Problem details
Restate word for word the lines from the one containing "c.as_intent().map(|intent| (i, intent)))" through the end of the listing below, with both ends included.

Data for this exercise
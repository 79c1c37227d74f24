//! The transaction graph: a deduplicated input table plus an ordered command list.
//!
//! Inputs are deduplicated on insertion. Pure values are keyed by their bytes and
//! object inputs by object id; funds withdrawals are never merged since every
//! withdrawal is its own reservation. When an object is added twice the entries
//! are merged and only ever upgrade: an unresolved reference becomes resolved, and
//! shared access becomes mutable if either side asked for it.

use crate::error::BuildError;
use crate::validation::check_references;
use move_core_types::identifier::Identifier;
use move_core_types::language_storage::TypeTag;
use serde::Serialize;
use std::collections::{BTreeMap, HashMap, HashSet};
use sui_ptb_types::{
    Argument, CallArg, Command, IntentCommand, IntentData, ObjectArg, ObjectId, ObjectRef,
    SequenceNumber, SuiAddress, TransactionData, TransactionExpiration, UnresolvedObject,
};
use tracing::{debug, warn};

/// Largest number of inputs or commands a transaction can hold (arguments are `u16`).
pub const MAX_ENTRIES: usize = u16::MAX as usize + 1;

#[derive(Debug, Clone, PartialEq, Eq, Hash)]
enum InputKey {
    Pure(Vec<u8>),
    Object(ObjectId),
}

fn input_key(arg: &CallArg) -> Option<InputKey> {
    match arg {
        CallArg::Pure(bytes) => Some(InputKey::Pure(bytes.clone())),
        CallArg::Object(_) | CallArg::UnresolvedObject(_) => arg.object_id().map(InputKey::Object),
        CallArg::FundsWithdrawal(_) => None,
    }
}

/// Merge two inputs sharing a dedup key. Never downgrades the existing entry.
pub(crate) fn merge_inputs(existing: &CallArg, incoming: CallArg) -> CallArg {
    match (existing, incoming) {
        (
            CallArg::Object(ObjectArg::SharedObject {
                object_id,
                initial_shared_version,
                mutable,
            }),
            CallArg::Object(ObjectArg::SharedObject {
                mutable: other_mutable,
                ..
            }),
        ) => CallArg::Object(ObjectArg::SharedObject {
            object_id: *object_id,
            initial_shared_version: *initial_shared_version,
            mutable: *mutable || other_mutable,
        }),
        (
            CallArg::Object(ObjectArg::SharedObject {
                object_id,
                initial_shared_version,
                mutable,
            }),
            CallArg::UnresolvedObject(u),
        ) => CallArg::Object(ObjectArg::SharedObject {
            object_id: *object_id,
            initial_shared_version: *initial_shared_version,
            mutable: *mutable || u.mutable == Some(true),
        }),
        (CallArg::UnresolvedObject(u), CallArg::Object(obj)) => match obj {
            ObjectArg::SharedObject {
                object_id,
                initial_shared_version,
                mutable,
            } => CallArg::Object(ObjectArg::SharedObject {
                object_id,
                initial_shared_version,
                mutable: mutable || u.mutable == Some(true),
            }),
            resolved => CallArg::Object(resolved),
        },
        (CallArg::UnresolvedObject(a), CallArg::UnresolvedObject(b)) => {
            CallArg::UnresolvedObject(UnresolvedObject {
                object_id: a.object_id,
                version: a.version.or(b.version),
                digest: a.digest.clone().or(b.digest),
                initial_shared_version: a.initial_shared_version.or(b.initial_shared_version),
                mutable: match (a.mutable, b.mutable) {
                    (Some(true), _) | (_, Some(true)) => Some(true),
                    (x, y) => x.or(y),
                },
            })
        }
        (existing, incoming) => {
            if *existing != incoming {
                warn!(
                    existing = ?existing,
                    incoming = ?incoming,
                    "conflicting inputs for the same key, keeping the existing one"
                );
            }
            existing.clone()
        }
    }
}

/// Handle to the result(s) of a command added to a builder.
#[derive(Debug, Clone, Copy, PartialEq, Eq, Hash)]
pub struct TransactionResult {
    pub index: u16,
}

impl TransactionResult {
    /// `Result(index)`: the single return value.
    pub fn arg(&self) -> Argument {
        Argument::Result(self.index)
    }

    /// `NestedResult(index, k)`: the k-th return value.
    pub fn nested(&self, k: u16) -> Argument {
        Argument::NestedResult(self.index, k)
    }
}

impl From<TransactionResult> for Argument {
    fn from(result: TransactionResult) -> Self {
        result.arg()
    }
}

/// Mutable transaction graph.
#[derive(Debug, Clone, Default)]
pub struct TransactionDataBuilder {
    pub(crate) data: TransactionData,
    index: HashMap<InputKey, u16>,
}

impl PartialEq for TransactionDataBuilder {
    fn eq(&self, other: &Self) -> bool {
        self.data == other.data
    }
}

pub(crate) fn to_u16(value: usize, what: &'static str) -> Result<u16, BuildError> {
    u16::try_from(value).map_err(|_| BuildError::CapacityExceeded {
        what,
        len: value.saturating_add(1),
    })
}

impl TransactionDataBuilder {
    pub fn new() -> Self {
        Self::default()
    }

    /// Wrap existing transaction data, indexing its inputs for deduplication.
    pub fn from_data(data: TransactionData) -> Result<Self, BuildError> {
        if data.inputs.len() > MAX_ENTRIES {
            return Err(BuildError::CapacityExceeded {
                what: "inputs",
                len: data.inputs.len(),
            });
        }
        if data.commands.len() > MAX_ENTRIES {
            return Err(BuildError::CapacityExceeded {
                what: "commands",
                len: data.commands.len(),
            });
        }
        let mut index = HashMap::new();
        for (i, input) in data.inputs.iter().enumerate() {
            if let Some(key) = input_key(input) {
                index.entry(key).or_insert(to_u16(i, "inputs")?);
            }
        }
        Ok(Self { data, index })
    }

    pub fn data(&self) -> &TransactionData {
        &self.data
    }

    pub fn into_data(self) -> TransactionData {
        self.data
    }

    pub fn inputs(&self) -> &[CallArg] {
        &self.data.inputs
    }

    pub fn commands(&self) -> &[Command] {
        &self.data.commands
    }

    /// Add an input, merging it into an existing entry with the same key.
    pub fn add_input(&mut self, arg: CallArg) -> Result<Argument, BuildError> {
        let key = input_key(&arg);
        if let Some(&existing) = key.as_ref().and_then(|k| self.index.get(k)) {
            let slot = &mut self.data.inputs[existing as usize];
            let merged = merge_inputs(slot, arg);
            if *slot != merged {
                debug!(input = existing, "upgraded deduplicated input");
                *slot = merged;
            }
            return Ok(Argument::Input(existing));
        }

        let idx = to_u16(self.data.inputs.len(), "inputs")?;
        self.data.inputs.push(arg);
        if let Some(key) = key {
            self.index.insert(key, idx);
        }
        Ok(Argument::Input(idx))
    }

    /// Replace an input in place. The replacement must refer to the same object.
    pub fn replace_input(&mut self, index: usize, arg: CallArg) -> Result<(), BuildError> {
        let len = self.data.inputs.len();
        let current = self
            .data
            .inputs
            .get(index)
            .ok_or(BuildError::InputIndexOutOfRange { index, len })?;
        if input_key(current) != input_key(&arg) {
            return Err(BuildError::InputKeyMismatch {
                index,
                expected: current
                    .object_id()
                    .map(|id| id.to_hex_literal())
                    .unwrap_or_else(|| "the same value".to_string()),
            });
        }
        self.data.inputs[index] = arg;
        Ok(())
    }

    /// Append a command and return a handle to its result.
    pub fn add_command(&mut self, command: Command) -> Result<TransactionResult, BuildError> {
        let index = to_u16(self.data.commands.len(), "commands")?;
        self.data.commands.push(command);
        Ok(TransactionResult { index })
    }

    // ---- input constructors ----

    /// BCS-encode a value as a pure input.
    pub fn pure<T: Serialize>(&mut self, value: &T) -> Result<Argument, BuildError> {
        let bytes = bcs::to_bytes(value)?;
        self.add_input(CallArg::Pure(bytes))
    }

    pub fn pure_u64(&mut self, value: u64) -> Result<Argument, BuildError> {
        self.pure(&value)
    }

    pub fn pure_address(&mut self, address: SuiAddress) -> Result<Argument, BuildError> {
        self.pure(&address)
    }

    /// An object referenced by id only, resolved at build time.
    pub fn object(&mut self, object_id: ObjectId) -> Result<Argument, BuildError> {
        self.add_input(CallArg::UnresolvedObject(UnresolvedObject::new(object_id)))
    }

    pub fn object_ref(&mut self, object_ref: ObjectRef) -> Result<Argument, BuildError> {
        self.add_input(CallArg::Object(ObjectArg::ImmOrOwnedObject(object_ref)))
    }

    pub fn shared_object_ref(
        &mut self,
        object_id: ObjectId,
        initial_shared_version: SequenceNumber,
        mutable: bool,
    ) -> Result<Argument, BuildError> {
        self.add_input(CallArg::Object(ObjectArg::SharedObject {
            object_id,
            initial_shared_version,
            mutable,
        }))
    }

    pub fn receiving_ref(&mut self, object_ref: ObjectRef) -> Result<Argument, BuildError> {
        self.add_input(CallArg::Object(ObjectArg::Receiving(object_ref)))
    }

    pub fn gas(&self) -> Argument {
        Argument::GasCoin
    }

    // ---- command constructors ----

    pub fn move_call(
        &mut self,
        package: ObjectId,
        module: &str,
        function: &str,
        type_arguments: Vec<TypeTag>,
        arguments: Vec<Argument>,
    ) -> Result<TransactionResult, BuildError> {
        let module =
            Identifier::new(module).map_err(|_| BuildError::InvalidIdentifier(module.to_string()))?;
        let function = Identifier::new(function)
            .map_err(|_| BuildError::InvalidIdentifier(function.to_string()))?;
        self.add_command(Command::MoveCall {
            package,
            module,
            function,
            type_arguments,
            arguments,
        })
    }

    pub fn split_coins(
        &mut self,
        coin: Argument,
        amounts: Vec<Argument>,
    ) -> Result<TransactionResult, BuildError> {
        self.add_command(Command::SplitCoins { coin, amounts })
    }

    pub fn merge_coins(
        &mut self,
        destination: Argument,
        sources: Vec<Argument>,
    ) -> Result<TransactionResult, BuildError> {
        self.add_command(Command::MergeCoins {
            destination,
            sources,
        })
    }

    pub fn transfer_objects(
        &mut self,
        objects: Vec<Argument>,
        address: Argument,
    ) -> Result<TransactionResult, BuildError> {
        self.add_command(Command::TransferObjects { objects, address })
    }

    pub fn make_move_vec(
        &mut self,
        type_tag: Option<TypeTag>,
        elements: Vec<Argument>,
    ) -> Result<TransactionResult, BuildError> {
        self.add_command(Command::MakeMoveVec { type_tag, elements })
    }

    pub fn publish(
        &mut self,
        modules: Vec<Vec<u8>>,
        dependencies: Vec<ObjectId>,
    ) -> Result<TransactionResult, BuildError> {
        self.add_command(Command::Publish {
            modules,
            dependencies,
        })
    }

    pub fn upgrade(
        &mut self,
        modules: Vec<Vec<u8>>,
        dependencies: Vec<ObjectId>,
        package: ObjectId,
        ticket: Argument,
    ) -> Result<TransactionResult, BuildError> {
        self.add_command(Command::Upgrade {
            modules,
            dependencies,
            package,
            ticket,
        })
    }

    /// Add a placeholder command for the intent pipeline.
    pub fn intent(
        &mut self,
        name: impl Into<String>,
        inputs: BTreeMap<String, Vec<Argument>>,
        data: IntentData,
    ) -> Result<TransactionResult, BuildError> {
        self.add_command(Command::Intent(IntentCommand {
            name: name.into(),
            inputs,
            data,
        }))
    }

    // ---- queries ----

    /// Ids of inputs a submission consumes exclusively.
    pub fn owned_object_ids(&self) -> Vec<ObjectId> {
        self.data
            .inputs
            .iter()
            .filter(|input| input.is_owned_object())
            .filter_map(CallArg::object_id)
            .collect()
    }

    /// Ids of every object input, owned or shared.
    pub fn object_ids(&self) -> HashSet<ObjectId> {
        self.data.inputs.iter().filter_map(CallArg::object_id).collect()
    }

    pub fn uses_gas_coin(&self) -> bool {
        self.data
            .commands
            .iter()
            .any(|cmd| cmd.arguments().into_iter().any(|a| *a == Argument::GasCoin))
    }

    pub fn has_intents(&self) -> bool {
        self.data.commands.iter().any(|c| c.as_intent().is_some())
    }

    /// Every `Input`/`Result` reference is in range and points backwards.
    pub fn validate(&self) -> Result<(), BuildError> {
        check_references(&self.data.commands, self.data.inputs.len())?;
        Ok(())
    }

    /// [`validate`](Self::validate), plus no intents or unresolved objects remain.
    pub fn validate_for_build(&self) -> Result<(), BuildError> {
        self.validate()?;
        if let Some((index, intent)) = self
            .data
            .commands
            .iter()
            .enumerate()
            .find_map(|(i, c)| c.as_intent().map(|intent| (i, intent)))
        {
            return Err(BuildError::UnresolvedIntent {
                index,
                name: intent.name.clone(),
            });
        }
        if let Some(index) = self.data.inputs.iter().position(CallArg::is_unresolved) {
            return Err(BuildError::UnresolvedObject { index });
        }
        Ok(())
    }

    // ---- envelope ----

    pub fn set_sender(&mut self, sender: SuiAddress) {
        self.data.sender = Some(sender);
    }

    pub fn set_sender_if_not_set(&mut self, sender: SuiAddress) {
        self.data.sender.get_or_insert(sender);
    }

    pub fn set_gas_budget(&mut self, budget: u64) {
        self.data.gas_data.budget = Some(budget);
    }

    pub fn set_gas_budget_if_not_set(&mut self, budget: u64) {
        self.data.gas_data.budget.get_or_insert(budget);
    }

    pub fn set_gas_price(&mut self, price: u64) {
        self.data.gas_data.price = Some(price);
    }

    pub fn set_gas_payment(&mut self, payment: Vec<ObjectRef>) {
        self.data.gas_data.payment = Some(payment);
    }

    pub fn set_gas_owner(&mut self, owner: SuiAddress) {
        self.data.gas_data.owner = Some(owner);
    }

    pub fn set_expiration(&mut self, expiration: TransactionExpiration) {
        self.data.expiration = expiration;
    }
}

Answer to the exercise
            .find_map(|(i, c)| c.as_intent().map(|intent| (i, intent)))
        {
            return Err(BuildError::UnresolvedIntent {
                index,
                name: intent.name.clone(),
            });
        }
        if let Some(index) = self.data.inputs.iter().position(CallArg::is_unresolved) {
            return Err(BuildError::UnresolvedObject { index });
        }
        Ok(())
    }

    // ---- envelope ----

    pub fn set_sender(&mut self, sender: SuiAddress) {
        self.data.sender = Some(sender);
    }

    pub fn set_sender_if_not_set(&mut self, sender: SuiAddress) {
        self.data.sender.get_or_insert(sender);
    }

    pub fn set_gas_budget(&mut self, budget: u64) {
        self.data.gas_data.budget = Some(budget);
    }

    pub fn set_gas_budget_if_not_set(&mut self, budget: u64) {
        self.data.gas_data.budget.get_or_insert(budget);
    }

    pub fn set_gas_price(&mut self, price: u64) {
        self.data.gas_data.price = Some(price);
    }

    pub fn set_gas_payment(&mut self, payment: Vec<ObjectRef>) {
        self.data.gas_data.payment = Some(payment);
    }

    pub fn set_gas_owner(&mut self, owner: SuiAddress) {
        self.data.gas_data.owner = Some(owner);
    }

    pub fn set_expiration(&mut self, expiration: TransactionExpiration) {
        self.data.expiration = expiration;
    }
}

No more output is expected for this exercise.